It was earlier reported that the 2022 fiscal performance report for January through April shows that Nigeria’s total revenue stood at N1.63 trillion while debt servicing stood at N1.94 trillion, showing a deficit of over N300 billion.

Nigeria’s Minister of Finance, Budget and National Planning, Zainab Ahmed, on Thursday warned that urgent action is needed to address the nation’s revenue challenge and expenditure efficiency at both the national and sub-national levels.

The report showed that gross oil and gas federation revenue for the first four months of the year was projected at N3.12 trillion but as at April 30, only N1.23 trillion was realised, representing a mere 39% performance.

Despite higher oil prices, the report showed that oil revenue underperformed due to significant oil production shortfalls such as shut-ins resulting from pipeline vandalism and crude oil theft as well as high petrol subsidy cost due to higher landing costs of imported products.

However, non-oil taxes trailed targets marginally, with average performance of 92.6%.

“Revenue performance is expected to improve in the second half of 2022 as a result of concerted efforts to address the oil theft and pipeline vandalism, the report said. It added that there is also seasonality to some of the non-oil taxes, which means that the nation expects to collect significantly more in the second half of the year.

“The improved revenue collection should also moderate the Debt Service to Revenue ratio, which is currently above our target level,” the report said.

The expectation of improved revenue collection should also moderate the debt service to revenue ratio, which is currently above the nation’s target level.

In the first quarter of 2020, Nigeria’s debt service as a percentage of revenue rose to 99%, according to the Medium-Term Expenditure Framework and Fiscal Strategy (MTEF/FSP) report released by the Federal Ministry of Finance, Budget, and National Planning.

The data showed that in Q1 2020, Nigeria incurred a total sum of N943.12 billion in debt service while the Nigerian government retained revenue at N950.56 billion. In effect, Nigeria’s debt service to revenue was estimated to be 99% during the period.
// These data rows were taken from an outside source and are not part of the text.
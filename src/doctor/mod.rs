//! Doctor command for system diagnostics
//!
//! Checks everything the backend needs at runtime: the Ollama API and the
//! configured model, the vector store, the worker scripts and the uploads
//! directory.

use colored::Colorize;
use std::path::{Path, PathBuf};
use std::sync::Arc;

use crate::config::{Config, StoreBackend};
use crate::generation::Generator;
use crate::store::VectorStore;

/// Health check result
#[derive(Debug, Clone, PartialEq, Eq)]
pub enum HealthStatus {
    Pass,
    Warn(String),
    Fail(String),
}

/// Individual health check
#[derive(Debug)]
pub struct HealthCheck {
    pub name: String,
    pub status: HealthStatus,
}

impl HealthCheck {
    fn new(name: &str, status: HealthStatus) -> Self {
        Self {
            name: name.to_string(),
            status,
        }
    }
}

/// Doctor diagnostics system
pub struct Doctor {
    generator: Arc<dyn Generator>,
    store: Arc<dyn VectorStore>,
    backend: StoreBackend,
    scripts_dir: PathBuf,
    scripts: Vec<String>,
    uploads_dir: PathBuf,
}

impl Doctor {
    pub fn new(
        config: &Config,
        generator: Arc<dyn Generator>,
        store: Arc<dyn VectorStore>,
    ) -> Self {
        let workers = &config.workers;
        Self {
            generator,
            store,
            backend: config.store.backend,
            scripts_dir: config.scripts_dir(),
            scripts: vec![
                workers.add.clone(),
                workers.search.clone(),
                workers.list.clone(),
                workers.delete.clone(),
                workers.update_metadata.clone(),
                workers.stats.clone(),
                workers.extract.clone(),
            ],
            uploads_dir: config.uploads.dir.clone(),
        }
    }

    /// Run all health checks
    pub async fn run_diagnostics(&self) -> Vec<HealthCheck> {
        vec![
            self.check_ollama_api().await,
            self.check_model_available().await,
            self.check_store().await,
            self.check_scripts(),
            self.check_uploads_dir(),
        ]
    }

    async fn check_ollama_api(&self) -> HealthCheck {
        let status = if self.generator.is_healthy().await {
            HealthStatus::Pass
        } else {
            HealthStatus::Fail("Ollama not running or not reachable".to_string())
        };
        HealthCheck::new("Ollama API", status)
    }

    async fn check_model_available(&self) -> HealthCheck {
        let wanted = self.generator.model();
        let status = match self.generator.list_models().await {
            Ok(models) if models.iter().any(|m| m.name == wanted) => HealthStatus::Pass,
            Ok(models) if models.is_empty() => {
                HealthStatus::Warn("No models installed".to_string())
            }
            Ok(_) => HealthStatus::Warn(format!(
                "{} is not installed (ollama pull {})",
                wanted, wanted
            )),
            Err(e) => HealthStatus::Fail(format!("Cannot check models: {}", e)),
        };
        HealthCheck::new("Model", status)
    }

    async fn check_store(&self) -> HealthCheck {
        let status = if self.store.is_healthy().await {
            HealthStatus::Pass
        } else {
            HealthStatus::Fail("Vector store is not usable".to_string())
        };
        HealthCheck::new("Vector Store", status)
    }

    fn check_scripts(&self) -> HealthCheck {
        if self.backend == StoreBackend::Memory {
            return HealthCheck::new(
                "Worker Scripts",
                HealthStatus::Warn("In-memory store, documents are not persisted".to_string()),
            );
        }

        let missing: Vec<&str> = self
            .scripts
            .iter()
            .filter(|script| !self.scripts_dir.join(script).is_file())
            .map(String::as_str)
            .collect();

        let status = if missing.is_empty() {
            HealthStatus::Pass
        } else {
            HealthStatus::Fail(format!(
                "Missing in {}: {}",
                self.scripts_dir.display(),
                missing.join(", ")
            ))
        };
        HealthCheck::new("Worker Scripts", status)
    }

    fn check_uploads_dir(&self) -> HealthCheck {
        HealthCheck::new("Uploads", check_writable(&self.uploads_dir))
    }

    /// Display diagnostics results
    pub fn display_results(checks: &[HealthCheck]) {
        println!("\n{}\n", "ragdesk System Diagnostics".bold());
        println!("{:<20} Status", "Check");
        println!("{}", "=".repeat(50));

        for check in checks {
            let message = match &check.status {
                HealthStatus::Pass => "PASS".green(),
                HealthStatus::Warn(msg) => format!("WARN: {}", msg).yellow(),
                HealthStatus::Fail(msg) => format!("FAIL: {}", msg).red(),
            };
            println!("{:<20} {}", check.name, message);
        }

        println!();
    }

    /// Get overall health status
    pub fn overall_status(checks: &[HealthCheck]) -> bool {
        !checks.iter().any(|c| matches!(c.status, HealthStatus::Fail(_)))
    }
}

fn check_writable(dir: &Path) -> HealthStatus {
    if let Err(e) = std::fs::create_dir_all(dir) {
        return HealthStatus::Fail(format!("Cannot create {}: {}", dir.display(), e));
    }

    let marker = dir.join(".ragdesk_write_test");
    match std::fs::write(&marker, "test") {
        Ok(_) => {
            let _ = std::fs::remove_file(&marker);
            HealthStatus::Pass
        }
        Err(_) => HealthStatus::Fail(format!("No write permission in {}", dir.display())),
    }
}

#[cfg(test)]
mod tests {
    use super::*;
    use crate::errors::Result;
    use crate::generation::ModelInfo;
    use crate::store::InMemoryVectorStore;
    use async_trait::async_trait;
    use chrono::Utc;

    struct StaticGenerator {
        healthy: bool,
        models: Vec<&'static str>,
    }

    #[async_trait]
    impl Generator for StaticGenerator {
        async fn generate(&self, _prompt: &str) -> Result<String> {
            Ok(String::new())
        }

        async fn list_models(&self) -> Result<Vec<ModelInfo>> {
            Ok(self
                .models
                .iter()
                .map(|name| ModelInfo {
                    name: name.to_string(),
                    modified_at: Utc::now(),
                    size: 0,
                })
                .collect())
        }

        async fn is_healthy(&self) -> bool {
            self.healthy
        }

        fn model(&self) -> &str {
            "qwen3:14b"
        }
    }

    fn doctor(config: &Config, healthy: bool, models: Vec<&'static str>) -> Doctor {
        Doctor::new(
            config,
            Arc::new(StaticGenerator { healthy, models }),
            Arc::new(InMemoryVectorStore::new()),
        )
    }

    #[test]
    fn test_overall_status() {
        let pass = vec![
            HealthCheck::new("a", HealthStatus::Pass),
            HealthCheck::new("b", HealthStatus::Warn("warning".to_string())),
        ];
        assert!(Doctor::overall_status(&pass));

        let fail = vec![
            HealthCheck::new("a", HealthStatus::Pass),
            HealthCheck::new("b", HealthStatus::Fail("error".to_string())),
        ];
        assert!(!Doctor::overall_status(&fail));
    }

    #[tokio::test]
    async fn test_model_check_variants() {
        let config = Config::default();

        let check = doctor(&config, true, vec!["qwen3:14b"]).check_model_available().await;
        assert_eq!(check.status, HealthStatus::Pass);

        let check = doctor(&config, true, vec!["llama3"]).check_model_available().await;
        assert!(matches!(
            check.status,
            HealthStatus::Warn(msg) if msg.contains("ollama pull qwen3:14b")
        ));

        let check = doctor(&config, true, vec![]).check_model_available().await;
        assert_eq!(check.status, HealthStatus::Warn("No models installed".to_string()));
    }

    #[tokio::test]
    async fn test_unreachable_ollama_fails() {
        let config = Config::default();
        let check = doctor(&config, false, vec![]).check_ollama_api().await;
        assert!(matches!(check.status, HealthStatus::Fail(_)));
    }

    #[test]
    fn test_missing_scripts_listed() {
        let dir = tempfile::tempdir().unwrap();
        let mut config = Config::default();
        config.workers.scripts_dir = Some(dir.path().to_path_buf());
        std::fs::write(dir.path().join("lancedb_add.py"), "").unwrap();

        let check = doctor(&config, true, vec![]).check_scripts();
        match check.status {
            HealthStatus::Fail(msg) => {
                assert!(msg.contains("lancedb_search.py"));
                assert!(msg.contains("process_document.py"));
                assert!(!msg.contains("lancedb_add.py"));
            }
            other => panic!("unexpected {:?}", other),
        }
    }

    #[test]
    fn test_memory_backend_skips_scripts() {
        let mut config = Config::default();
        config.store.backend = StoreBackend::Memory;
        let check = doctor(&config, true, vec![]).check_scripts();
        assert!(matches!(check.status, HealthStatus::Warn(_)));
    }

    #[test]
    fn test_uploads_dir_created_and_writable() {
        let dir = tempfile::tempdir().unwrap();
        let uploads = dir.path().join("nested").join("uploads");
        assert_eq!(check_writable(&uploads), HealthStatus::Pass);
        assert!(uploads.is_dir());
    }
}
On Thursday, the new report showed that the Nigerian government’s share of oil revenues in Q1 2022 was N285.38 billion (representing 39 percent performance), while non-oil tax revenues totalled N632.56 billion, representing 84 percent. In essence, the government generated N401.8 billion from company income tax (CIT) and value-added tax (VAT) as CIT and VAT collections were N298.83 billion and N102.97 billion, respectively, representing 99 percent and 98 percent of their respective targets.
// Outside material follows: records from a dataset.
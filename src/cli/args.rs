//! Command-line argument parsing for ragdesk
//!
//! Provides clap-based CLI with subcommands and verbosity control.

use clap::{Parser, Subcommand};
use std::path::PathBuf;

/// ragdesk - ask questions about your local documents with a local model
#[derive(Parser, Debug)]
#[command(name = "ragdesk")]
#[command(version)]
#[command(about = "Local document search and question answering over Ollama", long_about = None)]
pub struct Args {
    /// Configuration file path
    #[arg(short, long, global = true)]
    pub config: Option<PathBuf>,

    /// Verbosity level: default (info), -v (debug), -vv (trace)
    #[arg(short, long, action = clap::ArgAction::Count, global = true)]
    pub verbose: u8,

    /// Subcommand
    #[command(subcommand)]
    pub command: Commands,
}

/// Available subcommands
#[derive(Subcommand, Debug)]
pub enum Commands {
    /// Run the backend HTTP service
    Serve {
        /// Override the listening port
        #[arg(short, long)]
        port: Option<u16>,
    },

    /// Answer a question from the stored documents
    Ask {
        /// The question
        query: String,

        /// Passages to retrieve (default 3)
        #[arg(short, long, default_value_t = 0)]
        limit: i64,

        /// Also print the retrieved passages
        #[arg(long)]
        show_context: bool,
    },

    /// Search the vector store without generating an answer
    Search {
        query: String,

        /// Maximum results (default 5)
        #[arg(short, long, default_value_t = 0)]
        limit: i64,
    },

    /// List available Ollama models
    Models,

    /// Run system diagnostics and health checks
    Doctor,

    /// Display the effective configuration
    Config {
        /// Write it to the default config path
        #[arg(long)]
        save: bool,
    },
}

/// Verbosity level enum
#[derive(Debug, Clone, Copy, PartialEq, Eq)]
pub enum Verbosity {
    Normal,
    Verbose,
    VeryVerbose,
}

impl Args {
    /// Get verbosity level based on flags
    pub fn verbosity(&self) -> Verbosity {
        match self.verbose {
            0 => Verbosity::Normal,
            1 => Verbosity::Verbose,
            _ => Verbosity::VeryVerbose,
        }
    }
}

impl Verbosity {
    /// Default `tracing` filter directive when `RUST_LOG` is unset
    pub fn filter(&self) -> &'static str {
        match self {
            Verbosity::Normal => "info",
            Verbosity::Verbose => "debug",
            Verbosity::VeryVerbose => "trace",
        }
    }
}

#[cfg(test)]
mod tests {
    use super::*;

    #[test]
    fn test_verbosity_levels() {
        let args = Args::parse_from(["ragdesk", "models"]);
        assert_eq!(args.verbosity(), Verbosity::Normal);
        assert_eq!(args.verbosity().filter(), "info");

        let args = Args::parse_from(["ragdesk", "-v", "models"]);
        assert_eq!(args.verbosity(), Verbosity::Verbose);

        let args = Args::parse_from(["ragdesk", "models", "-vv"]);
        assert_eq!(args.verbosity().filter(), "trace");
    }

    #[test]
    fn test_ask_arguments() {
        let args = Args::parse_from(["ragdesk", "ask", "what is ownership?", "--limit", "4"]);
        match args.command {
            Commands::Ask {
                query,
                limit,
                show_context,
            } => {
                assert_eq!(query, "what is ownership?");
                assert_eq!(limit, 4);
                assert!(!show_context);
            }
            other => panic!("unexpected {:?}", other),
        }
    }

    #[test]
    fn test_global_config_flag() {
        let args = Args::parse_from(["ragdesk", "serve", "--config", "/tmp/ragdesk.toml"]);
        assert_eq!(args.config, Some(PathBuf::from("/tmp/ragdesk.toml")));
        assert!(matches!(args.command, Commands::Serve { port: None }));
    }

    #[test]
    fn test_subcommand_required() {
        assert!(Args::try_parse_from(["ragdesk"]).is_err());
    }
}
Customs collections (made up of import duties, excise and fees, as well as federation account special levies) trailed target by N76.77 billion (25.42 percent) while the other revenues amounted to N664.64 billion, of which independent revenue was N394.09 billion.
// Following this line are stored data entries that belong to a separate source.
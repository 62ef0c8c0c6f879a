//! In-process vector store
//!
//! Keeps documents in a map and ranks them by query term overlap. No
//! embeddings; good enough for tests and for running the backend without the
//! worker runtime installed.

use std::collections::HashMap;

use async_trait::async_trait;
use serde_json::json;
use tokio::sync::RwLock;

use crate::errors::{RagError, Result, StoreFailure};
use crate::store::types::{Document, Metadata, SearchResult, StoreStats};
use crate::store::{normalize_limit, VectorStore, DEFAULT_SEARCH_LIMIT};

/// Map-backed [`VectorStore`]; repeated ids overwrite
#[derive(Debug, Default)]
pub struct InMemoryVectorStore {
    documents: RwLock<HashMap<String, Document>>,
}

impl InMemoryVectorStore {
    pub fn new() -> Self {
        Self::default()
    }

    /// Number of stored documents
    pub async fn len(&self) -> usize {
        self.documents.read().await.len()
    }

    pub async fn is_empty(&self) -> bool {
        self.documents.read().await.is_empty()
    }
}

fn terms(text: &str) -> Vec<String> {
    text.split(|c: char| !c.is_alphanumeric())
        .filter(|t| !t.is_empty())
        .map(|t| t.to_lowercase())
        .collect()
}

/// Fraction of query terms missing from the document: 0.0 is a full match.
/// A document whose whole text equals the query always scores 0.0.
fn distance(query: &str, query_terms: &[String], text: &str) -> f64 {
    if text.trim() == query.trim() {
        return 0.0;
    }
    if query_terms.is_empty() {
        return 1.0;
    }
    let doc_terms = terms(text);
    let matched = query_terms
        .iter()
        .filter(|q| doc_terms.iter().any(|d| d == *q))
        .count();
    1.0 - matched as f64 / query_terms.len() as f64
}

#[async_trait]
impl VectorStore for InMemoryVectorStore {
    async fn add_document(&self, doc: &Document) -> Result<()> {
        self.documents
            .write()
            .await
            .insert(doc.id.clone(), doc.clone());
        Ok(())
    }

    async fn search(&self, query: &str, limit: i64) -> Result<Vec<SearchResult>> {
        let limit = normalize_limit(limit, DEFAULT_SEARCH_LIMIT);
        let query_terms = terms(query);
        let documents = self.documents.read().await;

        let mut results: Vec<SearchResult> = documents
            .values()
            .map(|doc| SearchResult {
                id: doc.id.clone(),
                distance: distance(query, &query_terms, &doc.text),
                text: doc.text.clone(),
                metadata: doc.metadata.clone(),
            })
            .filter(|r| r.distance < 1.0)
            .collect();

        results.sort_by(|a, b| a.distance.total_cmp(&b.distance).then_with(|| a.id.cmp(&b.id)));
        results.truncate(limit);
        Ok(results)
    }

    async fn list_documents(&self) -> Result<Vec<Document>> {
        Ok(self.documents.read().await.values().cloned().collect())
    }

    async fn delete_document(&self, id: &str) -> Result<()> {
        match self.documents.write().await.remove(id) {
            Some(_) => Ok(()),
            None => Err(RagError::store_delete(
                StoreFailure::Rejected,
                format!("Document {} not found", id),
            )),
        }
    }

    async fn update_metadata(&self, id: &str, metadata: &Metadata) -> Result<()> {
        match self.documents.write().await.get_mut(id) {
            Some(doc) => {
                doc.metadata = metadata.clone();
                Ok(())
            }
            None => Err(RagError::store_write(
                StoreFailure::Rejected,
                format!("Document {} not found", id),
            )),
        }
    }

    async fn get_stats(&self) -> Result<StoreStats> {
        let count = self.documents.read().await.len();
        let mut stats = StoreStats::new();
        stats.insert("total_documents".to_string(), json!(count));
        stats.insert("unique_documents".to_string(), json!(count));
        stats.insert("backend".to_string(), json!("memory"));
        Ok(stats)
    }

    async fn is_healthy(&self) -> bool {
        true
    }
}

#[cfg(test)]
mod tests {
    use super::*;

    fn doc(id: &str, text: &str) -> Document {
        Document::new(id, text, Metadata::new())
    }

    #[tokio::test]
    async fn test_add_then_search_finds_document() {
        let store = InMemoryVectorStore::new();
        let mut metadata = Metadata::new();
        metadata.insert("a".to_string(), json!(1));
        store
            .add_document(&Document::new("x", "hello world", metadata))
            .await
            .unwrap();

        let results = store.search("hello", 1).await.unwrap();
        assert_eq!(results.len(), 1);
        assert_eq!(results[0].id, "x");
        assert_eq!(results[0].metadata["a"], 1);
    }

    #[tokio::test]
    async fn test_search_orders_by_distance_and_respects_limit() {
        let store = InMemoryVectorStore::new();
        store.add_document(&doc("both", "rust tokio runtime")).await.unwrap();
        store.add_document(&doc("one", "rust compiler")).await.unwrap();
        store.add_document(&doc("none", "gardening tips")).await.unwrap();

        let results = store.search("rust tokio", 10).await.unwrap();
        let ids: Vec<_> = results.iter().map(|r| r.id.as_str()).collect();
        assert_eq!(ids, vec!["both", "one"]);
        assert!(results.iter().all(|r| r.distance >= 0.0));

        let limited = store.search("rust tokio", 1).await.unwrap();
        assert_eq!(limited.len(), 1);
    }

    #[tokio::test]
    async fn test_non_positive_limit_uses_default() {
        let store = InMemoryVectorStore::new();
        for i in 0..8 {
            store.add_document(&doc(&format!("d{}", i), "shared term")).await.unwrap();
        }
        assert_eq!(store.search("shared", 0).await.unwrap().len(), DEFAULT_SEARCH_LIMIT);
        assert_eq!(store.search("shared", -1).await.unwrap().len(), DEFAULT_SEARCH_LIMIT);
    }

    #[tokio::test]
    async fn test_delete_then_list_excludes_id() {
        let store = InMemoryVectorStore::new();
        store.add_document(&doc("a", "alpha")).await.unwrap();
        store.add_document(&doc("b", "beta")).await.unwrap();

        store.delete_document("a").await.unwrap();
        let ids: Vec<_> = store
            .list_documents()
            .await
            .unwrap()
            .into_iter()
            .map(|d| d.id)
            .collect();
        assert_eq!(ids, vec!["b".to_string()]);
    }

    #[tokio::test]
    async fn test_exact_text_without_words_is_found() {
        let store = InMemoryVectorStore::new();
        store.add_document(&doc("p", "?!")).await.unwrap();
        store.add_document(&doc("q", "plain words")).await.unwrap();

        let results = store.search("?!", 5).await.unwrap();
        assert_eq!(results.len(), 1);
        assert_eq!(results[0].id, "p");
        assert_eq!(results[0].distance, 0.0);
    }

    #[tokio::test]
    async fn test_delete_unknown_is_rejected() {
        let store = InMemoryVectorStore::new();
        let err = store.delete_document("ghost").await.unwrap_err();
        assert!(matches!(
            err,
            RagError::StoreDelete { kind: StoreFailure::Rejected, .. }
        ));
    }

    #[tokio::test]
    async fn test_update_metadata_replaces_without_merge() {
        let store = InMemoryVectorStore::new();
        let mut original = Metadata::new();
        original.insert("filename".to_string(), json!("a.txt"));
        original.insert("word_count".to_string(), json!(3));
        store
            .add_document(&Document::new("a", "alpha", original))
            .await
            .unwrap();

        let mut replacement = Metadata::new();
        replacement.insert("tags".to_string(), json!(["x"]));
        store.update_metadata("a", &replacement).await.unwrap();

        let docs = store.list_documents().await.unwrap();
        assert_eq!(docs[0].metadata, replacement);
    }

    #[tokio::test]
    async fn test_repeated_id_overwrites() {
        let store = InMemoryVectorStore::new();
        store.add_document(&doc("a", "first")).await.unwrap();
        store.add_document(&doc("a", "second")).await.unwrap();

        assert_eq!(store.len().await, 1);
        assert_eq!(store.list_documents().await.unwrap()[0].text, "second");
    }

    #[tokio::test]
    async fn test_stats_counts_documents() {
        let store = InMemoryVectorStore::new();
        store.add_document(&doc("a", "alpha")).await.unwrap();
        let stats = store.get_stats().await.unwrap();
        assert_eq!(stats["total_documents"], 1);
    }
}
The report noted that for Nigeria, “fiscal risks are somewhat elevated”, following weaker-than-expected domestic economic performance and structural issues in the domestic economy. It warned that revenue generation remains the major fiscal constraint of the nation and the systemic resource mobilization problem has been compounded by recent economic recessions.

The underlying factors also include the Russia and Ukraine war, which the report said has assumed a new and worrisome dimension with severe implications on food and energy prices. It listed the resurgence of COVID -19 in some major economies, which has led to slowdown in economic activities in those countries; as well as renewed elevated inflation in most economies, prompting monetary tightening in these economies with the inherent negative impact on capital inflow to emerging markets economies.

Also identified as a contributing factor is the challenging domestic macroeconomic and business environment and the negative impact of insecurity on the domestic economy.

“Efforts will however focus on improving tax administration and collection efficiency,” the report said.

“Crude oil production challenges and PMS subsidy deductions by NNPC constitute significant threat to the achievement of our revenue growth targets, as seen in the 2022 Performance up to April.

“Bold, decisive and urgent action is urgently required to address revenue underperformance and expenditure efficiency at national & sub-national levels.”

Nigeria’s public debt hits N41.6trn
Meanwhile, Nigeria’s total public debt stock, comprising the debt obligations of the federal government, states and the Federal Capital Territory (FCT) rose from N39.56 trillion in December 2021 to N41.60 trillion ($100.07 billion) in the first three months of 2022 (January to March), the Debt Management Office (DMO) revealed yesterday.

In addition, the domestic debt service obligations of the federal government stood at N668,685, 710,112.98 in the first three months of 2022.

According to the DMO, with the increase in the country’s debt profile, its total public debt-to-gross domestic product (GDP) now stands at 23.27 per cent, as against 22.43 per cent December 31, 2021.

The DMO, in a statement posted on its website explained: “The amount represented the domestic and external debt stocks of the Federal Government of Nigeria, the 36 state governments and the Federal Capital Territory. The comparative figures for December 31, 2021, were N39.56 trillion or $95.78 billion.”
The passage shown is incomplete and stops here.